With the optical device of the present invention, light entering a luminance signal pickup tube is directly focused without passing through a relay lens, so that there is obtained a highly resolved image. Generally, use of a relay lens leads to the occurrence of flares and consequently loss of light and decreased resolution. However, since the luminance signal pickup tube according to the present invention does not require a relay lens, it can be made compact and moreover produce a highly resolved image. Generally, a color image does not require so high a resolution as a luminance image, so that the relay lens used for the color image need not be of such complicated construction as is used in advanced functions. According to this embodiment, the color signal pickup tube only needs a relay lens formed of about eight lenses. Consequently, the device of the present invention as a whole has the advantage of reducing flares and consequently loss of light.

As mentioned above, the present invention allows a color-separating optical device and two luminance and color signal pickup tubes to be positioned on the same substrate. Since all these three members always act in a body, and their relative optical positions are not displaced even under external mechanical stresses or deforming forces, there is always obtained a stable image. Unless, however, these members are stirred exactly at the same time, it is likely that under the weight of various pickup lenses and tubes a projected image will be inclined or a focusing point will be shifted with the result that with a two-tube-type camera, there will appear a color displacement to reduce the quality of an image produced.

In the foregoing embodiment, the color filter 3 may be disposed near the color stripe filter 5. In short, the former filter 3 may be positioned anywhere between the half prism 2 and color pickup tube. To improve light penetration, it is also possible to gather these filters 3 and 5 at one place instead of arranging them separately from each other, put the filter 3 together with the half prism 2 on its exit plane of reflected light, or coat a relay lens with a film matching the wavelength of light used.

Light from a first image pickup tube need not be separated in equal portions, but may be divided in any desired ratio, as generally practised. Since reflected light is appreciably lost while passing through relay lenses and filters, common practice is to set the degree of penetration at about 30 percent and the degree of reflection at about 70 percent. Obviously, the reflection prism may be substituted by a reflection mirror.

It is not necessary to restrict the use of the aforesaid two pickup tubes to the pickup of luminance and color signals. But these tubes may assume, for example, the properties of exhibiting green and red colors respectively, depending on an optical system whereby there are picked up color images.

The photoelectric conversion element is not limited to an image pickup tube, but may consist of a plain photographic film.
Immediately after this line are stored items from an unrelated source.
// Copyright 2025 Neuraville Inc.
// SPDX-License-Identifier: Apache-2.0

//! Viewer-gated cross-stream phase synchrony.
//!
//! Producers push per-signal phase samples; while at least one viewer is
//! registered a periodic tick computes the Kuramoto order parameter
//! `r = |mean(e^{iθ})|` over the tracked sensors of each signal and
//! exponentially smooths it. With no viewers the computer is fully idle:
//! the tick thread is stopped and incoming samples are dropped at the door.
//!
//! This is the only bio component with background work; the gate is an
//! explicit reference count driving an `{idle, active}` state machine,
//! started on the idle→active transition and stopped on active→idle.

use std::collections::VecDeque;
use std::sync::atomic::{AtomicBool, Ordering};
use std::sync::Arc;
use std::thread;
use std::time::{Duration, Instant};

use ahash::{AHashMap, AHashSet};
use parking_lot::{Mutex, RwLock};
use serde::{Deserialize, Serialize};
use tracing::{debug, trace, warn};

use sensocto_structures::SyncSignal;

/// Granularity of the shutdown-flag poll inside the tick sleep.
const SHUTDOWN_POLL: Duration = Duration::from_millis(25);

/// Synchrony computer configuration
#[derive(Debug, Clone)]
pub struct SyncConfig {
    /// Interval between synchrony recomputations while active.
    pub tick_interval: Duration,

    /// Fixed capacity of each per-(signal, sensor) phase ring.
    pub phase_buffer_capacity: usize,

    /// Exponential smoothing factor for the order parameter.
    pub smoothing_alpha: f64,

    /// Sensors without a phase sample within this window are dropped.
    pub sensor_ttl: Duration,
}

impl Default for SyncConfig {
    fn default() -> Self {
        Self {
            tick_interval: Duration::from_millis(250),
            phase_buffer_capacity: 64,
            smoothing_alpha: 0.3,
            sensor_ttl: Duration::from_secs(30),
        }
    }
}

#[derive(Debug)]
struct PhaseRing {
    phases: VecDeque<f64>,
    last_update: Instant,
}

/// Externally visible snapshot of the synchrony state.
#[derive(Debug, Clone, Serialize, Deserialize)]
pub struct SyncStateSnapshot {
    pub tracked_sensors: Vec<String>,
    pub viewer_count: usize,
    pub active: bool,
    pub breathing: f64,
    pub hrv: f64,
    pub rsa: f64,
}

/// State shared with the tick thread.
struct SyncShared {
    config: SyncConfig,
    running: AtomicBool,
    buffers: RwLock<AHashMap<SyncSignal, AHashMap<String, PhaseRing>>>,
    smoothed: RwLock<AHashMap<SyncSignal, f64>>,
}

/// Demand-gated synchrony aggregator.
pub struct SyncComputer {
    shared: Arc<SyncShared>,
    viewer_count: Mutex<usize>,
    thread_handle: Mutex<Option<thread::JoinHandle<()>>>,
}

impl SyncComputer {
    pub fn new(config: SyncConfig) -> Self {
        Self {
            shared: Arc::new(SyncShared {
                config,
                running: AtomicBool::new(false),
                buffers: RwLock::new(AHashMap::new()),
                smoothed: RwLock::new(AHashMap::new()),
            }),
            viewer_count: Mutex::new(0),
            thread_handle: Mutex::new(None),
        }
    }

    /// Register a visualization viewer; idle→active starts the tick loop.
    pub fn register_viewer(&self) {
        let mut count = self.viewer_count.lock();
        *count += 1;
        if *count == 1 {
            self.start_tick_loop();
        }
        debug!(target: "sensocto-bio", "[SYNC] Viewer registered (count={})", *count);
    }

    /// Unregister a viewer; the count never goes negative, and the last
    /// viewer leaving suspends all synchrony work.
    pub fn unregister_viewer(&self) {
        let mut count = self.viewer_count.lock();
        if *count == 0 {
            return;
        }
        *count -= 1;
        if *count == 0 {
            self.stop_tick_loop();
        }
        debug!(target: "sensocto-bio", "[SYNC] Viewer unregistered (count={})", *count);
    }

    /// Push a phase sample (radians) for a sensor's signal channel.
    ///
    /// Dropped silently while idle: no viewers means no work, not even
    /// buffering.
    pub fn record_phase(&self, sensor_id: &str, signal: SyncSignal, phase: f64) {
        if !self.shared.running.load(Ordering::Acquire) {
            trace!(
                target: "sensocto-bio",
                "[SYNC] Dropping phase sample while idle (sensor={})",
                sensor_id
            );
            return;
        }
        if !phase.is_finite() {
            return;
        }
        let capacity = self.shared.config.phase_buffer_capacity;
        let now = Instant::now();
        let mut buffers = self.shared.buffers.write();
        let ring = buffers
            .entry(signal)
            .or_default()
            .entry(sensor_id.to_string())
            .or_insert_with(|| PhaseRing {
                phases: VecDeque::with_capacity(capacity),
                last_update: now,
            });
        if ring.phases.len() >= capacity {
            ring.phases.pop_front();
        }
        ring.phases.push_back(phase);
        ring.last_update = now;
    }

    /// Smoothed order-parameter magnitude for a signal, always in [0, 1].
    pub fn get_sync(&self, signal: SyncSignal) -> f64 {
        self.shared
            .smoothed
            .read()
            .get(&signal)
            .copied()
            .unwrap_or(0.0)
            .clamp(0.0, 1.0)
    }

    /// Number of distinct sensors currently tracked across all signals.
    pub fn tracked_sensor_count(&self) -> usize {
        let buffers = self.shared.buffers.read();
        let mut sensors: AHashSet<&str> = AHashSet::new();
        for per_signal in buffers.values() {
            for sensor_id in per_signal.keys() {
                sensors.insert(sensor_id.as_str());
            }
        }
        sensors.len()
    }

    /// Current number of registered viewers.
    pub fn viewer_count(&self) -> usize {
        *self.viewer_count.lock()
    }

    /// Whether the periodic computation is currently running.
    pub fn is_active(&self) -> bool {
        self.shared.running.load(Ordering::Acquire)
    }

    /// Full state snapshot for the visualization consumer.
    pub fn get_state(&self) -> SyncStateSnapshot {
        let mut tracked: Vec<String> = {
            let buffers = self.shared.buffers.read();
            let mut sensors: AHashSet<String> = AHashSet::new();
            for per_signal in buffers.values() {
                sensors.extend(per_signal.keys().cloned());
            }
            sensors.into_iter().collect()
        };
        tracked.sort();
        SyncStateSnapshot {
            tracked_sensors: tracked,
            viewer_count: *self.viewer_count.lock(),
            active: self.is_active(),
            breathing: self.get_sync(SyncSignal::Breathing),
            hrv: self.get_sync(SyncSignal::Hrv),
            rsa: self.get_sync(SyncSignal::Rsa),
        }
    }

    /// Drop all phase buffers and smoothed values. Viewer registrations are
    /// owned by the consumers and survive a reset.
    pub fn reset(&self) {
        self.shared.buffers.write().clear();
        self.shared.smoothed.write().clear();
    }

    fn start_tick_loop(&self) {
        self.shared.running.store(true, Ordering::Release);
        let shared = Arc::clone(&self.shared);
        let spawned = thread::Builder::new()
            .name("sensocto-sync-loop".to_string())
            .spawn(move || sync_loop(shared));
        match spawned {
            Ok(handle) => {
                *self.thread_handle.lock() = Some(handle);
                debug!(target: "sensocto-bio", "[SYNC] Tick loop started");
            }
            Err(e) => {
                self.shared.running.store(false, Ordering::Release);
                warn!(target: "sensocto-bio", "[SYNC] Failed to spawn tick loop: {}", e);
            }
        }
    }

    fn stop_tick_loop(&self) {
        self.shared.running.store(false, Ordering::Release);
        if let Some(handle) = self.thread_handle.lock().take() {
            if handle.join().is_err() {
                warn!(target: "sensocto-bio", "[SYNC] Tick loop thread panicked during shutdown");
            }
        }
        debug!(target: "sensocto-bio", "[SYNC] Tick loop suspended (no viewers)");
    }
}

impl Default for SyncComputer {
    fn default() -> Self {
        Self::new(SyncConfig::default())
    }
}

impl Drop for SyncComputer {
    fn drop(&mut self) {
        self.shared.running.store(false, Ordering::Release);
        if let Some(handle) = self.thread_handle.lock().take() {
            let _ = handle.join();
        }
    }
}

/// Periodic recomputation loop (runs only while viewers are registered).
fn sync_loop(shared: Arc<SyncShared>) {
    while shared.running.load(Ordering::Acquire) {
        compute_tick(&shared);

        // Sleep in short slices so active→idle is honored promptly.
        let mut remaining = shared.config.tick_interval;
        while shared.running.load(Ordering::Acquire) && remaining > Duration::ZERO {
            let slice = remaining.min(SHUTDOWN_POLL);
            thread::sleep(slice);
            remaining = remaining.saturating_sub(slice);
        }
    }
}

/// One synchrony recomputation: prune stale sensors, compute the order
/// parameter per signal, fold into the smoothed value.
fn compute_tick(shared: &SyncShared) {
    let ttl = shared.config.sensor_ttl;
    let alpha = shared.config.smoothing_alpha;
    let now = Instant::now();

    let mut order: AHashMap<SyncSignal, Option<f64>> = AHashMap::new();
    {
        let mut buffers = shared.buffers.write();
        for signal in SyncSignal::ALL {
            let Some(per_signal) = buffers.get_mut(&signal) else {
                order.insert(signal, None);
                continue;
            };
            per_signal.retain(|_, ring| now.duration_since(ring.last_update) <= ttl);
            order.insert(signal, order_parameter(per_signal));
        }
    }

    let mut smoothed = shared.smoothed.write();
    for signal in SyncSignal::ALL {
        let previous = smoothed.get(&signal).copied().unwrap_or(0.0);
        let next = match order.get(&signal).copied().flatten() {
            Some(r) => alpha * r + (1.0 - alpha) * previous,
            // No tracked sensors: decay toward zero.
            None => (1.0 - alpha) * previous,
        };
        smoothed.insert(signal, next.clamp(0.0, 1.0));
    }
    trace!(target: "sensocto-bio", "[SYNC] Tick complete");
}

/// Kuramoto order parameter `r = |mean(e^{iθ})|` over the latest phase of
/// each tracked sensor. `None` when no sensor has any phase.
fn order_parameter(per_signal: &AHashMap<String, PhaseRing>) -> Option<f64> {
    let mut sum_cos = 0.0;
    let mut sum_sin = 0.0;
    let mut n = 0usize;
    for ring in per_signal.values() {
        if let Some(theta) = ring.phases.back() {
            sum_cos += theta.cos();
            sum_sin += theta.sin();
            n += 1;
        }
    }
    if n == 0 {
        return None;
    }
    let mean_cos = sum_cos / n as f64;
    let mean_sin = sum_sin / n as f64;
    Some((mean_cos * mean_cos + mean_sin * mean_sin).sqrt())
}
For example, if two images of a foreground object obtained by separating light therefrom in two parts are previously photographed on a plain movie film in a juxtaposed relationship, their simultaneous projection will produce a color image. Even where there is used a solid image pickup device whose photoelectric conversion element consists of a silicon array prepared from juxtaposed silicon photo diodes, there is also obtained a color image similarly as the aforementioned photoelectric device.